E ancora, si potrebbero citare composti come ciberspazio, ciberterrorismo, ciberbullismo, cibernauta.
La varietà è dunque notevole, e si può pensare a porre vantaggiosamente un freno a tutte queste oscillazioni.
Si tenga conto del fatto che molte di queste parole entrano nella comunicazione sociale istituzionale, perché leggi e regolamenti prevedono interventi sulla Rete e controlli per la sicurezza degli utenti.
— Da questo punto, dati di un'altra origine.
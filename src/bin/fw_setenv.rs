//! Thin front-end that sets or removes variables in a bootloader
//! environment.
//!
//! Grounded in `fw_setenv.c` from the reference implementation: the
//! "print" and "set" personalities are the same program dispatched by
//! `argv[0]` via a symlink upstream; here they are simply two `[[bin]]`
//! targets sharing [`ubootenv::cli`].

use clap::Parser;
use ubootenv::cli::SetArgs;

fn main() {
    env_logger::init();
    let args = SetArgs::parse();
    std::process::exit(ubootenv::cli::run_set(args));
}
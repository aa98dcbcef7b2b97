//! File/flags importer: parses a text file (or standard input) of
//! `name=value` lines into the variable store, used both for seeding a
//! fresh environment from a default-environment file and for `fw_setenv
//! -s`'s script argument.
//!
//! Grounded in U-Boot's `libuboot_load_file`: comment lines (`#`), empty
//! lines, and lines without `=` are skipped; trailing `\n`/`\r` are
//! stripped before the `=` split.

use std::fs::File;
use std::io::{self, BufRead, BufReader};

use crate::context::Context;
use crate::error::Result;

/// Read `name=value` lines from `path` (or standard input, when `path`
/// is `"-"`) and apply each as a `set` on `ctx`. Lines beginning with
/// `#`, blank lines, and lines without an `=` are skipped; a line whose
/// value is empty drops the variable, matching `set(ctx, name, None)`.
///
/// Per-line `set` failures (e.g. a read-only target) are not
/// propagated as a whole-file failure — matching U-Boot's own
/// `libuboot_set_env`, whose return value the import loop ignores
/// while it keeps going.
pub fn load_file(ctx: &mut Context, path: &str) -> Result<()> {
    if path == "-" {
        let stdin = io::stdin();
        apply_lines(ctx, stdin.lock())
    } else {
        let file = File::open(path)?;
        apply_lines(ctx, BufReader::new(file))
    }
}

fn apply_lines<R: BufRead>(ctx: &mut Context, reader: R) -> Result<()> {
    for line in reader.lines() {
        let line = line?;
        let line = line.trim_end_matches(['\n', '\r']);
        if line.is_empty() || line.starts_with('#') {
            continue;
        }
        let (name, value) = match line.split_once('=') {
            Some(pair) => pair,
            None => continue,
        };
        let to_set = if value.is_empty() { None } else { Some(value) };
        let _ = ctx.set(name, to_set);
    }
    Ok(())
}
//! # ubootenv
//!
//! Read, mutate, and atomically persist a bootloader's key/value
//! *environment*: a single CRC-32-protected blob living at a fixed
//! offset of a regular file, a raw NOR/NAND MTD character device, or a
//! UBI volume. Optionally keeps two redundant copies on separate
//! devices and flips an on-media generation marker so a reader always
//! sees a coherent environment even if power is lost mid-write.
//!
//! ## Quick start
//!
//! ```no_run
//! use ubootenv::config;
//!
//! let mut namespaces = config::read_config("/etc/fw_env.config")?;
//! let ctx = namespaces.get_namespace_mut("default").unwrap();
//! ctx.open().ok();
//! ctx.set("bootdelay", Some("3"))?;
//! ctx.store_env()?;
//! ctx.close();
//! # Ok::<(), ubootenv::error::EnvError>(())
//! ```
//!
//! ## Architecture
//!
//! - [`codec`] — the on-media block layout: CRC header, optional
//!   generation flag, and the packed `name=value\0` record stream.
//! - [`store`] — the in-memory, lexicographically ordered variable
//!   database with typed access-control attributes.
//! - [`redundancy`] — pure selection logic deciding which of two
//!   copies is current.
//! - [`device`] — the file/MTD/UBI backend abstraction.
//! - [`context`] — namespace lifecycle: lock, load, get/set, store,
//!   close.
//! - [`config`] — legacy line-format and structured YAML configuration
//!   intake, both converging on [`context::Context`] construction.
//! - [`flags`] — the `.flags` pseudo-variable and write-allowlist
//!   token grammar shared by the codec and the config adapters.
//! - [`importer`] — `name=value` file/script/stdin import.
//! - [`device_tree`] — namespace hint from the device tree chosen node.
//! - [`cli`] — shared argument parsing and execution for the
//!   `fw_printenv`/`fw_setenv` front-ends.

pub mod cli;
pub mod codec;
pub mod config;
pub mod context;
pub mod device;
pub mod device_tree;
pub mod error;
pub mod flags;
pub mod importer;
pub mod redundancy;
pub mod store;
pub mod version;

pub use error::{EnvError, Result};

#[cfg(test)]
mod tests {
    use super::*;

    #[test]
    fn test_version_is_nonempty() {
        assert!(!version::version_info().version.is_empty());
    }
}
//! Fixed sample weather for when the live services are unreachable.
//!
//! These values are synthetic. They are not derived from any measurement
//! and must never be presented as a real forecast.

use crate::types::{Country, WeatherSnapshot};

/// WMO code for moderate snowfall
const SAMPLE_WEATHER_CODE: i32 = 71;

pub fn sample_snapshot(country: Country) -> WeatherSnapshot {
    let (current, min, max, snow, precip) = match country {
        Country::UnitedStates => (-2.0, -5.0, 2.0, 7.6, 8.2),
        Country::Canada => (-8.0, -12.0, -3.0, 12.4, 15.1),
    };

    WeatherSnapshot {
        current_temperature_c: Some(current),
        current_snowfall_cm: Some(0.0),
        current_precipitation_mm: Some(0.0),
        weather_code: Some(SAMPLE_WEATHER_CODE),
        daily_min_temp_c: Some(min),
        daily_max_temp_c: Some(max),
        daily_snowfall_cm: Some(snow),
        daily_precipitation_mm: Some(precip),
        forecast_date: None,
    }
}
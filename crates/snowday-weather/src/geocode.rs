//! Forward geocoding: convert a postal code to coordinates and a place name.
//! Uses Nominatim (OpenStreetMap) - free, no API key required.

use reqwest::Client;
use serde::Deserialize;
use snowday_core::{GeocoderConfig, NetworkError};
use tracing::instrument;

use crate::error::SnowDayError;
use crate::postal::PostalCode;
use crate::types::{Country, GeoLocation};

const SEARCH_PATH: &str = "/search";
const UNKNOWN_PLACE: &str = "Unknown";

#[derive(Debug, Deserialize)]
struct NominatimPlace {
    lat: String,
    lon: String,
    address: Option<NominatimAddress>,
}

#[derive(Debug, Default, Deserialize)]
struct NominatimAddress {
    city: Option<String>,
    town: Option<String>,
    village: Option<String>,
    state: Option<String>,
    province: Option<String>,
}

/// Resolves postal codes against the address-search service.
///
/// Every call goes to the network; nothing is cached and nothing is retried.
#[derive(Debug, Clone)]
pub struct LocationResolver {
    client: Client,
    search_url: String,
}

impl LocationResolver {
    pub fn new(client: Client, config: &GeocoderConfig) -> Self {
        Self {
            client,
            search_url: format!("{}{}", config.base_url.trim_end_matches('/'), SEARCH_PATH),
        }
    }

    /// Look up `code` and return the first match.
    ///
    /// # Errors
    /// `NotFound` when the service has no match, `Network` when the request
    /// fails or the answer cannot be read.
    #[instrument(skip(self), fields(code = %code), level = "info")]
    pub async fn resolve(&self, code: &PostalCode) -> Result<GeoLocation, SnowDayError> {
        let country = code.country();
        let request = self.client.get(&self.search_url).query(&[
            ("format", "json"),
            ("q", code.as_str()),
            ("countrycodes", country.filter_code()),
            ("limit", "1"),
            ("addressdetails", "1"),
        ]);

        let places: Vec<NominatimPlace> = crate::http::get_json(request, "geocoder").await?;
        let place = places
            .into_iter()
            .next()
            .ok_or_else(|| SnowDayError::NotFound {
                query: code.to_string(),
            })?;

        let location = GeoLocation {
            latitude: parse_coordinate(&place.lat, "lat")?,
            longitude: parse_coordinate(&place.lon, "lon")?,
            display_name: display_name(place.address.unwrap_or_default(), country),
        };

        tracing::info!(
            "Resolved {} to {} ({})",
            code,
            location.display_name,
            location.coordinates()
        );
        Ok(location)
    }
}

fn parse_coordinate(raw: &str, field: &str) -> Result<f64, SnowDayError> {
    raw.trim()
        .parse::<f64>()
        .ok()
        .filter(|v| v.is_finite())
        .ok_or_else(|| {
            NetworkError::InvalidResponse(format!("geocoder: bad {field} value {raw:?}")).into()
        })
}

/// "City, Region": first of city/town/village (else "Unknown"), then
/// state/province (else the country code).
fn display_name(addr: NominatimAddress, country: Country) -> String {
    let present = |s: Option<String>| s.filter(|v| !v.trim().is_empty());

    let place = present(addr.city)
        .or_else(|| present(addr.town))
        .or_else(|| present(addr.village))
        .unwrap_or_else(|| UNKNOWN_PLACE.to_string());

    // Only Canadian addresses fall back to the province
    let province = match country {
        Country::Canada => present(addr.province),
        Country::UnitedStates => None,
    };
    let region = present(addr.state)
        .or(province)
        .unwrap_or_else(|| country.code().to_string());

    format!("{}, {}", place, region)
}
Il gruppo Incipit ritiene che in italiano la parola «cibernetica», da cui si può far derivare il prefisso «ciber-» che va pronunciato com’è scritto), indichi la strada preferibile per la formazione di neologismi: non vi è motivo di costruire ibridi linguistici con il prefisso «cyber»; quanto alla grafia, è opportuno privilegiare, quando non vi sono altri inconvenienti, la forma senza trattino, ad es. ciberdifesa, cibersicurezza, ciberprotezione, ciberminacce, ciberspazio e via dicendo.
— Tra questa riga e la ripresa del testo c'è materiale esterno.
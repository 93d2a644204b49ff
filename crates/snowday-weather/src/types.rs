use chrono::NaiveDate;
use serde::{Deserialize, Serialize};

/// Country a query is for. Drives validation, scoring ladders and display units.
#[derive(Debug, Clone, Copy, PartialEq, Eq, Hash, Serialize, Deserialize)]
pub enum Country {
    #[serde(rename = "US")]
    UnitedStates,
    #[serde(rename = "CA")]
    Canada,
}

impl Country {
    /// Two-letter code, upper case ("US", "CA")
    pub fn code(self) -> &'static str {
        match self {
            Self::UnitedStates => "US",
            Self::Canada => "CA",
        }
    }

    /// Lower-case code used as the geocoder's country filter
    pub fn filter_code(self) -> &'static str {
        match self {
            Self::UnitedStates => "us",
            Self::Canada => "ca",
        }
    }

    /// Unit system used for scoring thresholds and display
    pub fn units(self) -> UnitSystem {
        match self {
            Self::UnitedStates => UnitSystem::Imperial,
            Self::Canada => UnitSystem::Metric,
        }
    }
}

impl std::fmt::Display for Country {
    fn fmt(&self, f: &mut std::fmt::Formatter<'_>) -> std::fmt::Result {
        f.write_str(self.code())
    }
}

#[derive(Debug, Clone, Copy, PartialEq, Eq, Serialize, Deserialize)]
pub enum UnitSystem {
    /// Fahrenheit and inches
    Imperial,
    /// Celsius and centimeters
    Metric,
}

/// Kind of school; larger institutions close less readily.
#[derive(Debug, Clone, Copy, PartialEq, Eq, Hash, Serialize, Deserialize, Default)]
#[serde(rename_all = "lowercase")]
pub enum SchoolType {
    #[default]
    Public,
    Private,
    College,
}

impl SchoolType {
    /// Factor applied to the summed points
    pub fn multiplier(self) -> f64 {
        match self {
            Self::Public => 1.0,
            Self::Private => 0.8,
            Self::College => 0.6,
        }
    }

    pub fn description(self) -> &'static str {
        match self {
            Self::Public => "Public School",
            Self::Private => "Private School",
            Self::College => "College/University",
        }
    }
}

/// Weather condition categories mapped from WMO codes
#[derive(Debug, Clone, Copy, PartialEq, Eq, Serialize, Deserialize, Default)]
#[serde(rename_all = "snake_case")]
pub enum WeatherCondition {
    #[default]
    Clear,
    PartlyCloudy,
    Cloudy,
    Fog,
    Drizzle,
    Rain,
    HeavyRain,
    Snow,
    Sleet,
    Thunderstorm,
}

impl WeatherCondition {
    /// Convert WMO weather code to WeatherCondition
    /// See: https://open-meteo.com/en/docs#weathervariables
    pub fn from_wmo_code(code: i32) -> Self {
        match code {
            0 => Self::Clear,
            1..=2 => Self::PartlyCloudy,
            3 => Self::Cloudy,
            45 | 48 => Self::Fog,
            51 | 53 | 55 => Self::Drizzle,
            56 | 57 => Self::Sleet, // Freezing drizzle
            61 | 63 | 80 => Self::Rain,
            65 | 81 | 82 => Self::HeavyRain,
            66 | 67 => Self::Sleet, // Freezing rain
            71 | 73 | 75 | 77 | 85 | 86 => Self::Snow,
            95 | 96 | 99 => Self::Thunderstorm,
            _ => Self::Clear,
        }
    }

    /// Get a human-readable description
    pub fn description(&self) -> &'static str {
        match self {
            Self::Clear => "Clear",
            Self::PartlyCloudy => "Partly Cloudy",
            Self::Cloudy => "Cloudy",
            Self::Fog => "Fog",
            Self::Drizzle => "Drizzle",
            Self::Rain => "Rain",
            Self::HeavyRain => "Heavy Rain",
            Self::Snow => "Snow",
            Self::Sleet => "Sleet",
            Self::Thunderstorm => "Thunderstorm",
        }
    }
}

/// Resolved coordinates for a postal code
#[derive(Debug, Clone, PartialEq, Serialize, Deserialize)]
pub struct GeoLocation {
    pub latitude: f64,
    pub longitude: f64,
    pub display_name: String,
}

impl GeoLocation {
    /// Coordinates formatted to four decimals, e.g. "43.6426, -79.3871"
    pub fn coordinates(&self) -> String {
        format!("{:.4}, {:.4}", self.latitude, self.longitude)
    }
}

/// Today's weather at one location, in provider units
/// (Celsius, centimeters of snow, millimeters of precipitation).
///
/// Every reading is optional. A missing value means the provider did not
/// report it; deciding what that means for scoring is up to the model.
#[derive(Debug, Clone, Default, PartialEq, Serialize, Deserialize)]
pub struct WeatherSnapshot {
    pub current_temperature_c: Option<f64>,
    pub current_snowfall_cm: Option<f64>,
    pub current_precipitation_mm: Option<f64>,
    pub weather_code: Option<i32>,
    pub daily_min_temp_c: Option<f64>,
    pub daily_max_temp_c: Option<f64>,
    pub daily_snowfall_cm: Option<f64>,
    pub daily_precipitation_mm: Option<f64>,
    /// Local date the daily values apply to
    pub forecast_date: Option<NaiveDate>,
}

impl WeatherSnapshot {
    pub fn condition(&self) -> WeatherCondition {
        self.weather_code
            .map(WeatherCondition::from_wmo_code)
            .unwrap_or_default()
    }
}

#[cfg(test)]
mod tests {
    use super::*;

    #[test]
    fn test_wmo_code_clear() {
        assert_eq!(WeatherCondition::from_wmo_code(0), WeatherCondition::Clear);
    }

    #[test]
    fn test_wmo_code_partly_cloudy() {
        assert_eq!(WeatherCondition::from_wmo_code(1), WeatherCondition::PartlyCloudy);
        assert_eq!(WeatherCondition::from_wmo_code(2), WeatherCondition::PartlyCloudy);
    }

    #[test]
    fn test_wmo_code_snow() {
        for code in [71, 73, 75, 77, 85, 86] {
            assert_eq!(WeatherCondition::from_wmo_code(code), WeatherCondition::Snow);
        }
    }

    #[test]
    fn test_wmo_code_sleet() {
        for code in [56, 57, 66, 67] {
            assert_eq!(WeatherCondition::from_wmo_code(code), WeatherCondition::Sleet);
        }
    }

    #[test]
    fn test_wmo_code_unknown_defaults_to_clear() {
        assert_eq!(WeatherCondition::from_wmo_code(999), WeatherCondition::Clear);
        assert_eq!(WeatherCondition::from_wmo_code(-1), WeatherCondition::Clear);
    }

    #[test]
    fn test_snapshot_condition_without_code_is_clear() {
        let snapshot = WeatherSnapshot::default();
        assert_eq!(snapshot.condition(), WeatherCondition::Clear);

        let snowy = WeatherSnapshot {
            weather_code: Some(73),
            ..Default::default()
        };
        assert_eq!(snowy.condition().description(), "Snow");
    }

    #[test]
    fn test_country_codes() {
        assert_eq!(Country::UnitedStates.code(), "US");
        assert_eq!(Country::Canada.to_string(), "CA");
        assert_eq!(Country::Canada.filter_code(), "ca");
        assert_eq!(Country::UnitedStates.units(), UnitSystem::Imperial);
    }

    #[test]
    fn test_country_serde_uses_codes() {
        let json = serde_json::to_string(&Country::Canada).unwrap_or_default();
        assert_eq!(json, "\"CA\"");
        let school: SchoolType = serde_json::from_str("\"college\"").unwrap_or_default();
        assert_eq!(school, SchoolType::College);
    }

    #[test]
    fn test_school_multipliers_never_exceed_public() {
        for school in [SchoolType::Public, SchoolType::Private, SchoolType::College] {
            assert!(school.multiplier() <= SchoolType::Public.multiplier());
        }
    }

    #[test]
    fn test_coordinates_format() {
        let loc = GeoLocation {
            latitude: 43.642_57,
            longitude: -79.387_06,
            display_name: "Toronto, Ontario".into(),
        };
        assert_eq!(loc.coordinates(), "43.6426, -79.3871");
    }
}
La soluzione, che spesso è la più lineare, non può comunque essere sempre assunta come vincolante, e va evitata quando produca l’accostamento di due consonanti identiche, come nel caso di ciberrischi.
Del resto anche ciber rischi dà luogo a una sequenza inusuale, per cui, in tal caso, sarà vantaggiosamente conservato il trattino: ciber-rischi.
In questo modo si razionalizza il procedimento di produzione di neologismi e si favorisce la coerenza del sistema (si veda anche la scheda della Consulenza linguistica).
Ricordiamo che il gruppo Incipit si occupa di esaminare e valutare neologismi e forestierismi ‘incipienti’, scelti tra quelli impiegati nel campo della vita civile e sociale, nella fase in cui si affacciano alla lingua italiana, al fine di proporre eventuali sostituenti italiani.
Incipit è costituito da Michele Cortelazzo, Paolo D’Achille, Valeria Della Valle, Jean–Luc Egger, Claudio Giovanardi, Claudio Marazzini, Alessio Petralli, Luca Serianni, Annamaria Testa.